Truth may be stranger than fiction, but the lines are blurred in THE PRESIDENT'S THERAPIST, a riveting, about-to-be released political thriller in which readers share an insider's portal into President George W. Bush's closet alcohol addiction, leadership travails, marital woes, and more, through the first-person account of the president's psychotherapist.

THE PRESIDENT'S THERAPIST by eminent leadership consultant John Wareham, delivers an eerily accurate portrayal of the 42nd president, as lead character psychotherapist Dr. Mark Alter attempts to help the failing president address his clandestine addiction to alcohol and reverse the course of the disastrous Iraq War. Along the way, Dr. Alter also engages in cathartic marriage counseling sessions with First Lady Laura Bush, and heated arguments with Vice President Dick Cheney and political strategist Karl Rove.
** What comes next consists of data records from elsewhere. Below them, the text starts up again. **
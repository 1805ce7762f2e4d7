mod controller;
mod launcher;
mod scheduler;
mod session_loop;

// Public API of the session subsystem.
pub use crate::error::SessionError;
pub use controller::{ExerciseSession, RoundId, SessionEvent, SessionSnapshot, SessionTiming};
pub use launcher::{RandomFactory, SessionLaunch, SessionLauncher};
pub use scheduler::{ManualScheduler, Scheduler, TokioScheduler};
pub use session_loop::{SessionCommand, SessionHandle, SessionLoop};
//! Countdown for a single round, independent of any real clock.
//!
//! The caller schedules ticks however it likes and feeds them back with the
//! token returned by [`RoundTimer::arm`]. Ticks carrying a stale token are
//! ignored, so a disarmed or re-armed timer can never fire late.

/// Identifies one arming of the timer.
#[derive(Debug, Clone, Copy, PartialEq, Eq, Hash)]
pub struct TimerToken(u64);

impl TimerToken {
    #[must_use]
    pub fn value(self) -> u64 {
        self.0
    }
}

/// What a tick did.
#[derive(Debug, Clone, Copy, PartialEq, Eq)]
pub enum TimerEvent {
    /// Still counting; seconds left.
    Tick(u32),
    /// Reached zero. The timer is now disarmed.
    Timeout,
    /// Tick belonged to a disarmed or superseded arming.
    Ignored,
}

#[derive(Debug, Clone, Default)]
pub struct RoundTimer {
    generation: u64,
    remaining: u32,
    armed: bool,
}

impl RoundTimer {
    #[must_use]
    pub fn new() -> Self {
        Self::default()
    }

    #[must_use]
    pub fn is_armed(&self) -> bool {
        self.armed
    }

    #[must_use]
    pub fn remaining(&self) -> u32 {
        self.remaining
    }

    /// Start counting down from `seconds`, replacing any previous arming.
    ///
    /// A zero duration times out on the first tick.
    pub fn arm(&mut self, seconds: u32) -> TimerToken {
        self.disarm();
        self.remaining = seconds;
        self.armed = true;
        TimerToken(self.generation)
    }

    /// Cancel the countdown without firing a timeout.
    ///
    /// Returns whether the timer was armed.
    pub fn disarm(&mut self) -> bool {
        let was_armed = self.armed;
        self.armed = false;
        self.generation = self.generation.wrapping_add(1);
        was_armed
    }

    /// Advance one time unit for the arming identified by `token`.
    pub fn tick(&mut self, token: TimerToken) -> TimerEvent {
        if !self.armed || token.0 != self.generation {
            return TimerEvent::Ignored;
        }
        self.remaining = self.remaining.saturating_sub(1);
        if self.remaining == 0 {
            self.armed = false;
            TimerEvent::Timeout
        } else {
            TimerEvent::Tick(self.remaining)
        }
    }
}
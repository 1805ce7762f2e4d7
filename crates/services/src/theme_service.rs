use std::sync::Arc;

use reflex_core::model::Theme;
use storage::repository::{PreferenceRepository, StorageError};

use crate::error::ThemeServiceError;

#[derive(Clone)]
pub struct ThemeService {
    repo: Arc<dyn PreferenceRepository>,
}

impl ThemeService {
    #[must_use]
    pub fn new(repo: Arc<dyn PreferenceRepository>) -> Self {
        Self { repo }
    }

    /// Load the persisted theme, or the default if none (or garbage) is stored.
    ///
    /// # Errors
    ///
    /// Returns `ThemeServiceError` on storage failures.
    pub async fn load(&self) -> Result<Theme, ThemeServiceError> {
        match self.repo.load_theme().await {
            Ok(theme) => Ok(theme.unwrap_or_default()),
            Err(StorageError::Serialization(reason)) => {
                tracing::warn!(%reason, "ignoring unreadable theme preference");
                Ok(Theme::default())
            }
            Err(err) => Err(err.into()),
        }
    }

    /// Persist and return the opposite of `current`.
    ///
    /// # Errors
    ///
    /// Returns `ThemeServiceError` if persistence fails.
    pub async fn toggle(&self, current: Theme) -> Result<Theme, ThemeServiceError> {
        let next = current.toggle();
        self.repo.save_theme(next).await?;
        tracing::debug!(theme = %next, "theme switched");
        Ok(next)
    }
}

#[cfg(test)]
mod tests {
    use super::*;
    use reflex_core::model::THEME_STORAGE_KEY;
    use storage::repository::InMemoryRepository;

    #[tokio::test]
    async fn load_defaults_to_light() {
        let service = ThemeService::new(Arc::new(InMemoryRepository::new()));
        assert_eq!(service.load().await.unwrap(), Theme::Light);
    }

    #[tokio::test]
    async fn toggle_persists_next_theme() {
        let repo = Arc::new(InMemoryRepository::new());
        let service = ThemeService::new(repo.clone());

        let next = service.toggle(Theme::Light).await.unwrap();

        assert_eq!(next, Theme::Dark);
        assert_eq!(service.load().await.unwrap(), Theme::Dark);
    }

    #[tokio::test]
    async fn unreadable_value_falls_back_to_default() {
        let repo = InMemoryRepository::new();
        repo.insert_raw(THEME_STORAGE_KEY, "neon").unwrap();
        let service = ThemeService::new(Arc::new(repo));

        assert_eq!(service.load().await.unwrap(), Theme::Light);
    }

    struct FailingRepo;

    #[async_trait::async_trait]
    impl PreferenceRepository for FailingRepo {
        async fn load_theme(&self) -> Result<Option<Theme>, StorageError> {
            Err(StorageError::Connection("fail".to_string()))
        }

        async fn save_theme(&self, _theme: Theme) -> Result<(), StorageError> {
            Err(StorageError::Connection("fail".to_string()))
        }
    }

    #[tokio::test]
    async fn storage_failures_surface() {
        let service = ThemeService::new(Arc::new(FailingRepo));
        assert!(service.load().await.is_err());
        assert!(service.toggle(Theme::Dark).await.is_err());
    }
}
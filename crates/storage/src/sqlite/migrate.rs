use chrono::Utc;
use sqlx::SqlitePool;

use super::SqliteInitError;

/// Runs the schema migrations that have not been applied yet.
///
/// Version 1 creates the key/value `preferences` table.
pub async fn run_migrations(pool: &SqlitePool) -> Result<(), SqliteInitError> {
    async fn is_applied(pool: &SqlitePool, version: i64) -> Result<bool, sqlx::Error> {
        let row = sqlx::query("SELECT 1 FROM schema_migrations WHERE version = ?1")
            .bind(version)
            .fetch_optional(pool)
            .await?;
        Ok(row.is_some())
    }

    sqlx::query(
        r"
            CREATE TABLE IF NOT EXISTS schema_migrations (
                version INTEGER PRIMARY KEY,
                applied_at TEXT NOT NULL
            );
            ",
    )
    .execute(pool)
    .await?;

    if !is_applied(pool, 1).await? {
        let mut tx = pool.begin().await?;

        sqlx::query(
            r"
                CREATE TABLE IF NOT EXISTS preferences (
                    key TEXT PRIMARY KEY,
                    value TEXT NOT NULL,
                    updated_at TEXT NOT NULL
                );
            ",
        )
        .execute(&mut *tx)
        .await?;

        sqlx::query(
            r"
                INSERT INTO schema_migrations (version, applied_at)
                VALUES (?1, ?2)
                ON CONFLICT(version) DO NOTHING
            ",
        )
        .bind(1_i64)
        .bind(Utc::now())
        .execute(&mut *tx)
        .await?;

        tx.commit().await?;
        tracing::info!(version = 1, "applied preferences migration");
    }

    Ok(())
}
#![forbid(unsafe_code)]

pub mod repository;
pub mod sqlite;

pub use repository::{InMemoryRepository, PreferenceRepository, Storage, StorageError};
The novel's uncanny realism stems from Wareham's lifetime of experience as confidential counselor to corporate leaders, and his meticulous research into the psyche of George W. Bush. Through Dr. Alter, Wareham presents balanced, authentic insights into perhaps the most tragic president in modern times, and shows precisely how his presidency might have been rescued. THE PRESIDENT'S THERAPIST is a brilliantly original psychological journey, whose cliffhanger ending will satisfy mystery lovers, literary sophisticates, and political junkies from both sides of the aisle.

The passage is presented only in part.